Required action
Beginning with the first line of the data below, reproduce every line unchanged, ending with the line that holds "pub const BOOKMARK_PREVIEW_LEN: usize = 4;".

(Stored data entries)
# # #
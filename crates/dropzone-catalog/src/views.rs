//! View handles and the projections views render from.
//!
//! A handle keeps its view mounted; dropping it unmounts the view, after which
//! results of fetches it issued are discarded. Projections are pure functions
//! of a [`ViewSnapshot`] plus the observation time.

use chrono::{DateTime, Utc};
use dropzone_core::{DropId, DropRecord, Release};
use dropzone_events::{EventEnvelope, EventStream, ViewId, concerns_view};
use serde::Serialize;

use crate::store::{CatalogStore, Freshness, ViewKind, ViewSnapshot};

/// Number of bookmarks previewed on the dashboard.
pub const BOOKMARK_PREVIEW_LEN: usize = 4;

/// Keeps a view mounted while alive.
#[derive(Debug)]
pub struct ViewHandle {
    view_id: ViewId,
    store: CatalogStore,
}

impl ViewHandle {
    pub(crate) fn mount(store: &CatalogStore, kind: ViewKind) -> Self {
        Self {
            view_id: store.mount(kind),
            store: store.clone(),
        }
    }

    /// View identifier.
    #[must_use]
    pub const fn id(&self) -> ViewId {
        self.view_id
    }

    /// Copy of the view's data.
    #[must_use]
    pub fn snapshot(&self) -> Option<ViewSnapshot> {
        self.store.snapshot(self.view_id)
    }

    /// Events concerning this view.
    #[must_use]
    pub fn subscribe(&self) -> ViewEvents {
        ViewEvents {
            view_id: self.view_id,
            stream: self.store.events().subscribe(None),
        }
    }

    fn now(&self) -> DateTime<Utc> {
        self.store.now()
    }

    fn card(&self, record: &DropRecord) -> DropCard {
        DropCard::project(record, self.now(), self.store.is_downloading(record.id()))
    }
}

impl Drop for ViewHandle {
    fn drop(&mut self) {
        self.store.unmount(self.view_id);
    }
}

/// Event stream filtered to one view's audience.
pub struct ViewEvents {
    view_id: ViewId,
    stream: EventStream,
}

impl ViewEvents {
    /// Next event concerning the view, or `None` once the bus is gone.
    pub async fn next(&mut self) -> Option<EventEnvelope> {
        loop {
            let envelope = self.stream.next().await?;
            if concerns_view(&envelope.event, self.view_id) {
                return Some(envelope);
            }
        }
    }

    /// Next already-delivered event concerning the view, without waiting.
    pub fn try_next(&mut self) -> Option<EventEnvelope> {
        while let Some(envelope) = self.stream.try_next() {
            if concerns_view(&envelope.event, self.view_id) {
                return Some(envelope);
            }
        }
        None
    }
}

/// One drop as a view renders it.
#[derive(Debug, Clone, PartialEq, Eq, Serialize)]
pub struct DropCard {
    /// Drop identifier.
    pub id: DropId,
    /// Title.
    pub title: String,
    /// Description, if any.
    pub description: Option<String>,
    /// Content-type glyph.
    pub icon: &'static str,
    /// Content-type label.
    pub label: &'static str,
    /// Entitlement badge.
    pub entitlement: &'static str,
    /// Scheduled release instant.
    pub release_time: DateTime<Utc>,
    /// Release classification at projection time.
    pub release: Release,
    /// Bookmark state.
    pub bookmarked: bool,
    /// A download may be requested.
    pub can_download: bool,
    /// An external link may be opened.
    pub can_open: bool,
    /// External link target.
    pub link: Option<String>,
    /// A download is in progress.
    pub downloading: bool,
}

impl DropCard {
    /// Project a record at `now`.
    #[must_use]
    pub fn project(record: &DropRecord, now: DateTime<Utc>, downloading: bool) -> Self {
        let profile = record.content_type().profile();
        let release = record.release_at(now);
        let released = release == Release::Released;
        let actions = record.available_actions();
        Self {
            id: record.id().clone(),
            title: record.title().to_string(),
            description: record.description().map(str::to_string),
            icon: profile.icon,
            label: profile.label,
            entitlement: record.entitlement().label(),
            release_time: record.release_time(),
            release,
            bookmarked: record.is_bookmarked(),
            can_download: released && actions.download,
            can_open: actions.external_open,
            link: record.external_link().map(ToString::to_string),
            downloading,
        }
    }
}

/// Dashboard rendering model.
#[derive(Debug, Clone, PartialEq, Eq, Serialize)]
pub struct DashboardProjection {
    /// Released drops.
    pub released: Vec<DropCard>,
    /// First bookmarks, in bookmark-set order.
    pub bookmark_preview: Vec<DropCard>,
    /// Size of the whole bookmark set.
    pub bookmark_count: usize,
    /// Upcoming drops.
    pub upcoming: Vec<DropCard>,
    /// Data freshness.
    pub freshness: Freshness,
}

/// Bookmarks-page rendering model.
#[derive(Debug, Clone, PartialEq, Eq, Serialize)]
pub struct BookmarksProjection {
    /// Every bookmarked drop.
    pub bookmarks: Vec<DropCard>,
    /// Data freshness.
    pub freshness: Freshness,
}

/// Detail-page rendering model.
#[derive(Debug, Clone, PartialEq, Eq, Serialize)]
pub struct DetailProjection {
    /// The drop, once loaded.
    pub card: Option<DropCard>,
    /// Data freshness.
    pub freshness: Freshness,
}

fn cards<'a>(handle: &ViewHandle, records: impl Iterator<Item = &'a DropRecord>) -> Vec<DropCard> {
    records.map(|record| handle.card(record)).collect()
}

/// Mounted dashboard.
#[derive(Debug)]
pub struct DashboardView {
    handle: ViewHandle,
}

impl DashboardView {
    pub(crate) fn mount(store: &CatalogStore) -> Self {
        Self {
            handle: ViewHandle::mount(store, ViewKind::Dashboard),
        }
    }

    /// Underlying handle.
    #[must_use]
    pub const fn handle(&self) -> &ViewHandle {
        &self.handle
    }

    /// Render model at the current time. Empty once the view is gone.
    #[must_use]
    pub fn project(&self) -> DashboardProjection {
        let Some(snapshot) = self.handle.snapshot() else {
            return DashboardProjection {
                released: Vec::new(),
                bookmark_preview: Vec::new(),
                bookmark_count: 0,
                upcoming: Vec::new(),
                freshness: Freshness::Empty,
            };
        };
        DashboardProjection {
            released: cards(&self.handle, snapshot.released.iter()),
            bookmark_preview: cards(
                &self.handle,
                snapshot.bookmarks.iter().take(BOOKMARK_PREVIEW_LEN),
            ),
            bookmark_count: snapshot.bookmarks.len(),
            upcoming: cards(&self.handle, snapshot.upcoming.iter()),
            freshness: snapshot.freshness,
        }
    }
}

/// Mounted bookmarks page.
#[derive(Debug)]
pub struct BookmarksView {
    handle: ViewHandle,
}

impl BookmarksView {
    pub(crate) fn mount(store: &CatalogStore) -> Self {
        Self {
            handle: ViewHandle::mount(store, ViewKind::Bookmarks),
        }
    }

    /// Underlying handle.
    #[must_use]
    pub const fn handle(&self) -> &ViewHandle {
        &self.handle
    }

    /// Render model at the current time.
    #[must_use]
    pub fn project(&self) -> BookmarksProjection {
        self.handle.snapshot().map_or(
            BookmarksProjection {
                bookmarks: Vec::new(),
                freshness: Freshness::Empty,
            },
            |snapshot| BookmarksProjection {
                bookmarks: cards(&self.handle, snapshot.bookmarks.iter()),
                freshness: snapshot.freshness,
            },
        )
    }
}

/// Mounted detail page for one drop.
#[derive(Debug)]
pub struct DetailView {
    handle: ViewHandle,
    drop_id: DropId,
}

impl DetailView {
    pub(crate) fn mount(store: &CatalogStore, drop_id: DropId) -> Self {
        Self {
            handle: ViewHandle::mount(store, ViewKind::Detail(drop_id.clone())),
            drop_id,
        }
    }

    /// Underlying handle.
    #[must_use]
    pub const fn handle(&self) -> &ViewHandle {
        &self.handle
    }

    /// Drop the page shows.
    #[must_use]
    pub const fn drop_id(&self) -> &DropId {
        &self.drop_id
    }

    /// Loaded record, if any.
    #[must_use]
    pub fn record(&self) -> Option<DropRecord> {
        self.handle.snapshot().and_then(|snapshot| snapshot.detail)
    }

    /// Render model at the current time.
    #[must_use]
    pub fn project(&self) -> DetailProjection {
        self.handle.snapshot().map_or(
            DetailProjection {
                card: None,
                freshness: Freshness::Empty,
            },
            |snapshot| DetailProjection {
                card: snapshot.detail.as_ref().map(|record| self.handle.card(record)),
                freshness: snapshot.freshness,
            },
        )
    }
}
# # #
Exercise solution
filename crates/dropzone-catalog/src/views.rs
//! View handles and the projections views render from.
//!
//! A handle keeps its view mounted; dropping it unmounts the view, after which
//! results of fetches it issued are discarded. Projections are pure functions
//! of a [`ViewSnapshot`] plus the observation time.

use chrono::{DateTime, Utc};
use dropzone_core::{DropId, DropRecord, Release};
use dropzone_events::{EventEnvelope, EventStream, ViewId, concerns_view};
use serde::Serialize;

use crate::store::{CatalogStore, Freshness, ViewKind, ViewSnapshot};

/// Number of bookmarks previewed on the dashboard.
pub const BOOKMARK_PREVIEW_LEN: usize = 4;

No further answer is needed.